**Task prompt:**
Print the data that follows exactly as it stands, from its first line through the line containing "#[derive(Debug, Clone, Default)]", and stop there.

########################################

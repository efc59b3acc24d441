// ABOUTME: Rule-based advisory synthesis from interpreted risk tiers and constitution
// ABOUTME: Produces a deterministic, ordered list of advice strings
//
// SPDX-License-Identifier: MIT OR Apache-2.0
// Copyright (c) 2025 Ahara Nutrition Intelligence

//! Recommendation engine
//!
//! Output order is fixed:
//!
//! 1. iron, vitamin C, protein advice, each only when that deficiency is moderate or high
//! 2. general advice for the constitution, when one is recognised
//! 3. the constitution's conditional note, when its governing deficiency is not low
//!
//! A label absent from the interpreted result never triggers advice.

use crate::config::intelligence::RecommendationMessages;
use ahara_core::models::{Constitution, DeficiencyLabel, InterpretedResult};

/// Deficiency each constitution's conditional note is tied to
#[must_use]
pub const fn governing_deficiency(constitution: Constitution) -> DeficiencyLabel {
    match constitution {
        Constitution::Vata => DeficiencyLabel::Iron,
        Constitution::Pitta => DeficiencyLabel::VitaminC,
        Constitution::Kapha => DeficiencyLabel::Protein,
    }
}

/// Advice synthesizer over a message catalogue
#[derive(Debug, Clone, Default)]
pub struct RecommendationEngine {
    messages: RecommendationMessages,
}

impl RecommendationEngine {
    /// Create an engine with a custom message catalogue
    #[must_use]
    pub const fn new(messages: RecommendationMessages) -> Self {
        Self { messages }
    }

    /// Message catalogue in use
    #[must_use]
    pub const fn messages(&self) -> &RecommendationMessages {
        &self.messages
    }

    /// Build the ordered advice list
    ///
    /// `constitution` is the strict resolution of the caller's input: `None`
    /// means it was unrecognised, and only deficiency advice is produced.
    #[must_use]
    pub fn recommend(
        &self,
        interpreted: &InterpretedResult,
        constitution: Option<Constitution>,
    ) -> Vec<String> {
        let mut advice: Vec<String> = DeficiencyLabel::ALL
            .into_iter()
            .filter(|&label| interpreted.is_elevated(label))
            .map(|label| self.messages.deficiency(label).to_owned())
            .collect();

        if let Some(constitution) = constitution {
            let messages = self.messages.constitution(constitution);
            advice.push(messages.general.clone());
            if interpreted.is_elevated(governing_deficiency(constitution)) {
                advice.push(messages.conditional.clone());
            }
        }

        advice
    }
}

/// Build advice with the default message catalogue
#[must_use]
pub fn recommend(interpreted: &InterpretedResult, constitution: Option<Constitution>) -> Vec<String> {
    RecommendationEngine::default().recommend(interpreted, constitution)
}
// ABOUTME: Main library entry point for the Ahara nutrient deficiency risk engine
// ABOUTME: Wires artifact loading, configuration, logging, and the inference pipeline
//
// SPDX-License-Identifier: MIT OR Apache-2.0
// Copyright (c) 2025 Ahara Nutrition Intelligence

#![deny(unsafe_code)]

//! # Ahara
//!
//! Predicts iron, vitamin C, and protein deficiency risk for a single meal
//! and turns the prediction into constitution-aware dietary advice.
//!
//! ## Architecture
//!
//! - **ahara-core**: errors, constants, and data models
//! - **ahara-intelligence**: feature encoding, interpretation, and advice rules
//! - **this crate**: artifact loading, the predictor seam, and the
//!   [`NutrientRiskEngine`](inference::NutrientRiskEngine) that sequences a
//!   request through the pipeline
//!
//! ## Example Usage
//!
//! ```rust,no_run
//! use ahara::config::AharaConfig;
//! use ahara::errors::AppResult;
//! use ahara::inference::NutrientRiskEngine;
//! use ahara::models::MealProfile;
//!
//! fn main() -> AppResult<()> {
//!     let config = AharaConfig::from_env()?;
//!     let engine = NutrientRiskEngine::initialize(&config)?;
//!
//!     let report = engine.run_inference(&MealProfile::default())?;
//!     println!("{:?}", report.risk_assessment);
//!     Ok(())
//! }
//! ```

/// Process configuration and intelligence tuning
pub mod config;

/// Error types and the serializable error response
pub mod errors;

/// Inference engine: single, batch, weekly, meal analysis, and personalized advice
pub mod inference;

/// Structured logging setup and pipeline log events
pub mod logging;

/// Model artifact and predictive function seam
pub mod model;

/// Domain constants shared with the workspace crates
pub use ahara_core::constants;

/// Data models shared with the workspace crates
pub use ahara_core::models;

/// Constitution food guides and seasonal advice
pub use ahara_intelligence::ayurveda;

/// Food nutrient table and food-list totals
pub use ahara_intelligence::nutrient_db;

########################################

**Answer to this problem:**
repository efc59b3acc24d441
// ABOUTME: Rule-based advisory synthesis from interpreted risk tiers and constitution
// ABOUTME: Produces a deterministic, ordered list of advice strings
//
// SPDX-License-Identifier: MIT OR Apache-2.0
// Copyright (c) 2025 Ahara Nutrition Intelligence

//! Recommendation engine
//!
//! Output order is fixed:
//!
//! 1. iron, vitamin C, protein advice, each only when that deficiency is moderate or high
//! 2. general advice for the constitution, when one is recognised
//! 3. the constitution's conditional note, when its governing deficiency is not low
//!
//! A label absent from the interpreted result never triggers advice.

use crate::config::intelligence::RecommendationMessages;
use ahara_core::models::{Constitution, DeficiencyLabel, InterpretedResult};

/// Deficiency each constitution's conditional note is tied to
#[must_use]
pub const fn governing_deficiency(constitution: Constitution) -> DeficiencyLabel {
    match constitution {
        Constitution::Vata => DeficiencyLabel::Iron,
        Constitution::Pitta => DeficiencyLabel::VitaminC,
        Constitution::Kapha => DeficiencyLabel::Protein,
    }
}

/// Advice synthesizer over a message catalogue
#[derive(Debug, Clone, Default)]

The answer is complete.